Friday, September 23, 2011

Long time, ICU

I just finished a long month at a inner city ICU as a senior resident. While there I saw many many sick,  sick patients. I could probably create 100+  dedicated posts just to multiple interesting cases that I had while being a senior resident. 


A relatively newer common phenomenon that's occurring in the United States today is that the hospitals are becoming so increasingly busy that the ERs are packed full and the ICU and other hospital beds are full and so the sick patients pile on in the emergency room and have to be boarded in the hallways and ultimately stay in the ER for several hours or even days.

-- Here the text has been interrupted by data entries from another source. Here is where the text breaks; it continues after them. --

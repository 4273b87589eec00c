/// Trims and collapses inner whitespace to single spaces.
pub fn normalize_name(value: &str) -> String {
    value.split_whitespace().collect::<Vec<_>>().join(" ")
}

/// Lowercase slug with diacritics stripped and whitespace runs replaced by `-`.
pub fn slugify(value: &str) -> String {
    value
        .split_whitespace()
        .map(|word| word.chars().map(fold_diacritic).collect::<String>())
        .collect::<Vec<_>>()
        .join("-")
        .to_lowercase()
}

fn fold_diacritic(c: char) -> char {
    match c {
        'á' | 'à' | 'â' | 'ä' | 'ã' | 'å' | 'ā' => 'a',
        'Á' | 'À' | 'Â' | 'Ä' | 'Ã' | 'Å' | 'Ā' => 'A',
        'é' | 'è' | 'ê' | 'ë' | 'ē' | 'ę' => 'e',
        'É' | 'È' | 'Ê' | 'Ë' | 'Ē' | 'Ę' => 'E',
        'í' | 'ì' | 'î' | 'ï' | 'ī' => 'i',
        'Í' | 'Ì' | 'Î' | 'Ï' | 'Ī' => 'I',
        'ó' | 'ò' | 'ô' | 'ö' | 'õ' | 'ō' => 'o',
        'Ó' | 'Ò' | 'Ô' | 'Ö' | 'Õ' | 'Ō' => 'O',
        'ú' | 'ù' | 'û' | 'ü' | 'ū' => 'u',
        'Ú' | 'Ù' | 'Û' | 'Ü' | 'Ū' => 'U',
        'ñ' => 'n',
        'Ñ' => 'N',
        'ç' => 'c',
        'Ç' => 'C',
        'ý' | 'ÿ' => 'y',
        'Ý' => 'Y',
        other => other,
    }
}

#[cfg(test)]
mod tests {
    use super::*;

    #[test]
    fn slug_strips_diacritics_and_joins_words() {
        assert_eq!(slugify("  Artículos   de Niño "), "articulos-de-nino");
        assert_eq!(slugify("Servicio"), "servicio");
    }

    #[test]
    fn name_whitespace_is_collapsed() {
        assert_eq!(normalize_name("  Ropa \t de   Verano "), "Ropa de Verano");
    }
}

As part of all Emergency Medicine training we spend several months working ICUs as junior residents and as senior residents. This past month was my first month in an ICU as a "senior resident". That means that I had the ultimate responsibility for managing the unit. Never fear I had lots of back up, a fellow in critical care at home and an attending physician trained in critical care who was also at home. During the day everyone on the team was there but at night often times it was me and the nurses and a bunch of sick patients with more arriving at all hours. At times it was a little overwhelming but exciting, challenging and fun. I learned more in that month than I could have learned in 1 year of didactic course work. 


I want to share one very interesting case that I had while working as the senior resident on the ICU. So one evening when I was on call I was on the floor helping the nurses in putting in orders for 20 different very sick patients we had in the ICU. I was called to one of the rooms because a patient had become bradycardic,  with a heart rate in the low 20s. As I entered the room I asked the nurse to prepare some medications and begin to treat the patient. Right in front of my eyes I saw the patient's heart rate completely stop and he flat lined on the monitor. 


Immediately we began CPR and resuscitation protocol. I noted that the patient's stomach had become increasingly distended. This patient actually had a feeding tube that was directly connected to his stomach through his abdomen. As I watched his stomach become more and more distended I realized that this was the cause of his problems.


I quickly grabbed some suction tubing and connected it to the wall suction device on one and and then connected the other end to the patient's feeding tube and immediately the distention of the patient's abdomen begin to decrease and the patient took a large breath and his heart beat came back, he was alive. He is still alive and doing well. It was a fortunate save and luckily I saw the stomach / abdomen distention. Air was entering his abdomen and causing the diaphragm to distend which was pushing on his heart / aorta causing the heart to go into abnormal rhythm. As soon as the  pressure was decreased and released the heart rate returned to normal. This patient would have certainly died had the pressure continued to build. Fortunately we only had to do 1 round of CPR before fixing the problem. The CPR itself kept the patient alive while his heart was not functioning.


This is a 15 minute look into the ICU. I was there for a total of 20,000 + minutes so you can imagine the stories I have to tell.